Arctic summer sea ice is melting at a significantly faster rate than projected by even the most advanced computer models, according to a new study that concludes recent U.N. reports on warming underestimate the changes in the Arctic.

The shrinking of summertime ice is about 30 years ahead of the climate model projections, researchers with the National Center for Atmospheric Research and the University of Colorado's National Snow and Ice Data Center report in the online edition of the peer-reviewed journal Geophysical Research Letters.

The U.N.-sponsored Intergovernmental Panel on Climate Change had used data from the computer models to earlier this year release two reports on the state of Earth's climate. Citing earlier studies, the IPCC estimated that the Arctic could be free of summer sea ice somewhere between 2050 and 2100.

The new study, NSIDC researcher and lead author Julienne Stroeve said in a statement, "suggests that current model projections may in fact provide a conservative estimate of future Arctic change, and that the summer Arctic sea ice may disappear considerably earlier than IPCC projections."

NCAR scientist and co-author Marika Holland added that "while the ice is disappearing faster than the computer models indicate, both observations and the models point in the same direction: the Arctic is losing ice at an increasingly rapid pace and the impact of greenhouse gases is growing." 

While computer models are built to look forward, the authors ran them from a 1953 starting point and simulated, on average, a loss in September ice cover of 2.5 percent per decade through 2006.

The researchers then compared that to data taken from recent satellite measurements, as well as aircraft and ship reports, and found that the September ice actually declined at about 7.8 percent per decade.
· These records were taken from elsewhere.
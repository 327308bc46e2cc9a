use super::{PartsContext, token_count};
use crate::rules::Services;
use crate::world::{ItemInstance, KeyPattern};
use crate::{Hypothetical, Pid, Spanned};

/// A bare option reference, e.g. "the oat milk".
#[derive(Debug, Clone, PartialEq, Eq)]
pub(crate) struct OptionTarget {
    pub pid: Pid,
    pub pattern: KeyPattern,
}

impl OptionTarget {
    pub fn matches(&self, child: &ItemInstance) -> bool {
        self.pattern.matches(&child.key)
    }
}

/// Find the single option named by `tokens`. There is no anchor item, so no
/// quantity is read and bare attributes are dropped; more than one option
/// is not a single reference.
pub(crate) fn build_option_target(services: &Services<'_>, tokens: &[Spanned]) -> Hypothetical<OptionTarget> {
    let count = token_count(tokens);
    let world = services.world;
    let parts = services.parts.process_remaining(PartsContext::new(world, None), tokens);
    let mut options = parts.options();
    let (Some(option), None) = (options.next(), options.next()) else {
        return Hypothetical::none(count);
    };
    if parts.parts.len() != 1 {
        return Hypothetical::none(count);
    }
    match world.pattern_for(option.pid, &option.attributes) {
        Some(pattern) => Hypothetical::some(OptionTarget { pid: option.pid, pattern }, parts.used, count),
        None => Hypothetical::none(count),
    }
}
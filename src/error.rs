//! Errors raised while authoring the menu knowledge base.
//!
//! Interpretation itself never fails: an utterance that cannot be understood
//! yields a nop interpretation. These errors surface while building a
//! [`World`](crate::world::World) from bad data.

use crate::{Aid, Did, Mid, Pid, Rid};
use thiserror::Error;

#[derive(Debug, Clone, Error, PartialEq, Eq)]
pub enum DataError {
    #[error("duplicate dimension id {0}")]
    DuplicateDimension(Did),

    #[error("duplicate matrix id {0}")]
    DuplicateMatrix(Mid),

    #[error("duplicate entity id {0}")]
    DuplicateEntity(Pid),

    #[error("attribute {aid} already belongs to dimension {existing}")]
    DuplicateAttribute { aid: Aid, existing: Did },

    #[error("duplicate recipe id {0}")]
    DuplicateRecipe(Rid),

    #[error("unknown dimension id {0}")]
    UnknownDimension(Did),

    #[error("unknown matrix id {0}")]
    UnknownMatrix(Mid),

    #[error("dimension {did} must have exactly one default attribute, found {found}")]
    BadDefault { did: Did, found: usize },

    #[error("unknown matcher expression '{0}'")]
    UnknownMatcher(String),
}
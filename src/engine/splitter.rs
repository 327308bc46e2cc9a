//! Distributing descriptive words among several entities.
//!
//! A run such as `large coffee with milk and a small cone` is split on its
//! entities into gaps:
//!
//! ```text
//! gap0      entity0  gap1                 entity1  gap2
//! [large]   coffee   [with milk and a small]  cone    []
//! ```
//!
//! The first gap can only describe the first entity and the last gap only the
//! last one. Every interior gap is cut once; the words before the cut go to
//! the entity on its left, the rest to the entity on its right. Each
//! combination of interior cuts is one candidate segmentation; the item
//! builders score them and the best one wins.

use crate::{Span, Spanned, TokenType, span_of};

/// One entity and the words attached to it on either side.
#[derive(Debug, Clone, Copy)]
pub(crate) struct Segment<'t> {
    pub left: &'t [Spanned],
    pub entity: &'t Spanned,
    pub right: &'t [Spanned],
}

impl<'t> Segment<'t> {
    pub fn span(&self) -> Span {
        let mut span = self.entity.span;
        if let Some(left) = span_of(self.left) {
            span = span.cover(&left);
        }
        if let Some(right) = span_of(self.right) {
            span = span.cover(&right);
        }
        span
    }
}

/// Entities of `tokens` and the runs between them; there is always one more
/// gap than entities, and gaps never contain an entity.
pub(crate) fn split_on_entities(tokens: &[Spanned]) -> (Vec<&Spanned>, Vec<&[Spanned]>) {
    let mut entities = Vec::new();
    let mut gaps = Vec::new();
    let mut gap_start = 0;
    for (i, spanned) in tokens.iter().enumerate() {
        if spanned.token.token_type() == TokenType::Entity {
            gaps.push(&tokens[gap_start..i]);
            entities.push(spanned);
            gap_start = i + 1;
        }
    }
    gaps.push(&tokens[gap_start..]);
    (entities, gaps)
}

/// Every assignment of cut points to the gaps: the first gap is cut at 0, the
/// last at its full length, interior gaps anywhere in `0..=len`. The last
/// interior gap varies fastest. Fewer than two gaps yields nothing.
pub(crate) fn enumerate_splits(lengths: &[usize]) -> Vec<Vec<usize>> {
    let Some(&last) = lengths.last() else {
        return Vec::new();
    };
    if lengths.len() < 2 {
        return Vec::new();
    }
    let mut splits = vec![0; lengths.len()];
    let last_index = lengths.len() - 1;
    splits[last_index] = last;

    let mut results = Vec::new();
    loop {
        results.push(splits.clone());
        let Some(carry) = (1..last_index).rev().find(|&i| splits[i] < lengths[i]) else {
            return results;
        };
        splits[carry] += 1;
        for later in &mut splits[carry + 1..last_index] {
            *later = 0;
        }
    }
}

/// Segments of one cut-point assignment.
pub(crate) fn segments<'t>(entities: &[&'t Spanned], gaps: &[&'t [Spanned]], splits: &[usize]) -> Vec<Segment<'t>> {
    entities
        .iter()
        .enumerate()
        .map(|(i, &entity)| Segment { left: &gaps[i][splits[i]..], entity, right: &gaps[i + 1][..splits[i + 1]] })
        .collect()
}

/// Every candidate segmentation of `tokens`, in cut-point enumeration order.
pub(crate) fn segmentations(tokens: &[Spanned]) -> Vec<Vec<Segment<'_>>> {
    let (entities, gaps) = split_on_entities(tokens);
    if entities.is_empty() {
        return Vec::new();
    }
    let lengths: Vec<usize> = gaps.iter().map(|g| g.len()).collect();
    enumerate_splits(&lengths).iter().map(|splits| segments(&entities, &gaps, splits)).collect()
}

#[cfg(test)]
mod tests {
    use super::*;
    use crate::Token;
    use proptest::prelude::*;

    fn tokens(entity_mask: &[bool]) -> Vec<Spanned> {
        entity_mask
            .iter()
            .enumerate()
            .map(|(i, &is_entity)| {
                let token = if is_entity {
                    Token::Entity { pid: i as u32, name: format!("e{i}") }
                } else {
                    Token::Attribute { id: i as u32, name: format!("a{i}") }
                };
                Spanned::new(token, Span::new(i, 1))
            })
            .collect()
    }

    #[test]
    fn interior_gap_is_shared_between_neighbors() {
        // a0 E1 a2 a3 E4 a5
        let input = tokens(&[false, true, false, false, true, false]);
        let all = segmentations(&input);
        assert_eq!(all.len(), 3);
        let left_of_second: Vec<usize> = all.iter().map(|segs| segs[1].left.len()).collect();
        assert_eq!(left_of_second, vec![2, 1, 0]);
        assert_eq!(all[0][0].span(), Span::new(0, 2));
        assert_eq!(all[2][0].span(), Span::new(0, 4));
        assert_eq!(all[2][1].span(), Span::new(4, 2));
    }

    #[test]
    fn enumeration_order_varies_last_interior_gap_fastest() {
        assert_eq!(
            enumerate_splits(&[1, 1, 1, 2]),
            vec![vec![0, 0, 0, 2], vec![0, 0, 1, 2], vec![0, 1, 0, 2], vec![0, 1, 1, 2]]
        );
        assert_eq!(enumerate_splits(&[3, 4]), vec![vec![0, 4]]);
        assert!(enumerate_splits(&[3]).is_empty());
        assert!(enumerate_splits(&[]).is_empty());
    }

    proptest! {
        #[test]
        fn split_reconstructs_input(mask in proptest::collection::vec(any::<bool>(), 0..12)) {
            let input = tokens(&mask);
            let (entities, gaps) = split_on_entities(&input);
            prop_assert_eq!(gaps.len(), entities.len() + 1);
            prop_assert!(gaps.iter().all(|g| g.iter().all(|s| s.token.token_type() != TokenType::Entity)));

            let mut rethreaded: Vec<Spanned> = gaps[0].to_vec();
            for (entity, gap) in entities.iter().zip(&gaps[1..]) {
                rethreaded.push((*entity).clone());
                rethreaded.extend_from_slice(gap);
            }
            prop_assert_eq!(rethreaded, input);
        }

        #[test]
        fn split_count_is_product_of_interior_choices(lengths in proptest::collection::vec(0usize..4, 2..6)) {
            let splits = enumerate_splits(&lengths);
            let expected: usize = lengths[1..lengths.len() - 1].iter().map(|l| l + 1).product();
            prop_assert_eq!(splits.len(), expected);
            for split in &splits {
                prop_assert_eq!(split[0], 0);
                prop_assert_eq!(split[split.len() - 1], lengths[lengths.len() - 1]);
            }
        }
    }
}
Several possible factors were cited for the disparity:

  • The models assume that half of the ice loss was due to increased greenhouse gases, but the study indicates those gases might play a significantly larger role.
  • Several models overestimate the thickness of the present-day sea ice.
  • The models might fail to fully capture changes in atmospheric and oceanic circulation that transport heat to polar regions.

A world without summer sea ice won't raise sea levels because that ice is already on water, not land. But it would have a huge impact on polar bears and other wildlife, as well as subsistence hunters. On the other hand, it would also open shorter sea routes, facilitating commerce.

The study was funded by the National Science Foundation and NASA.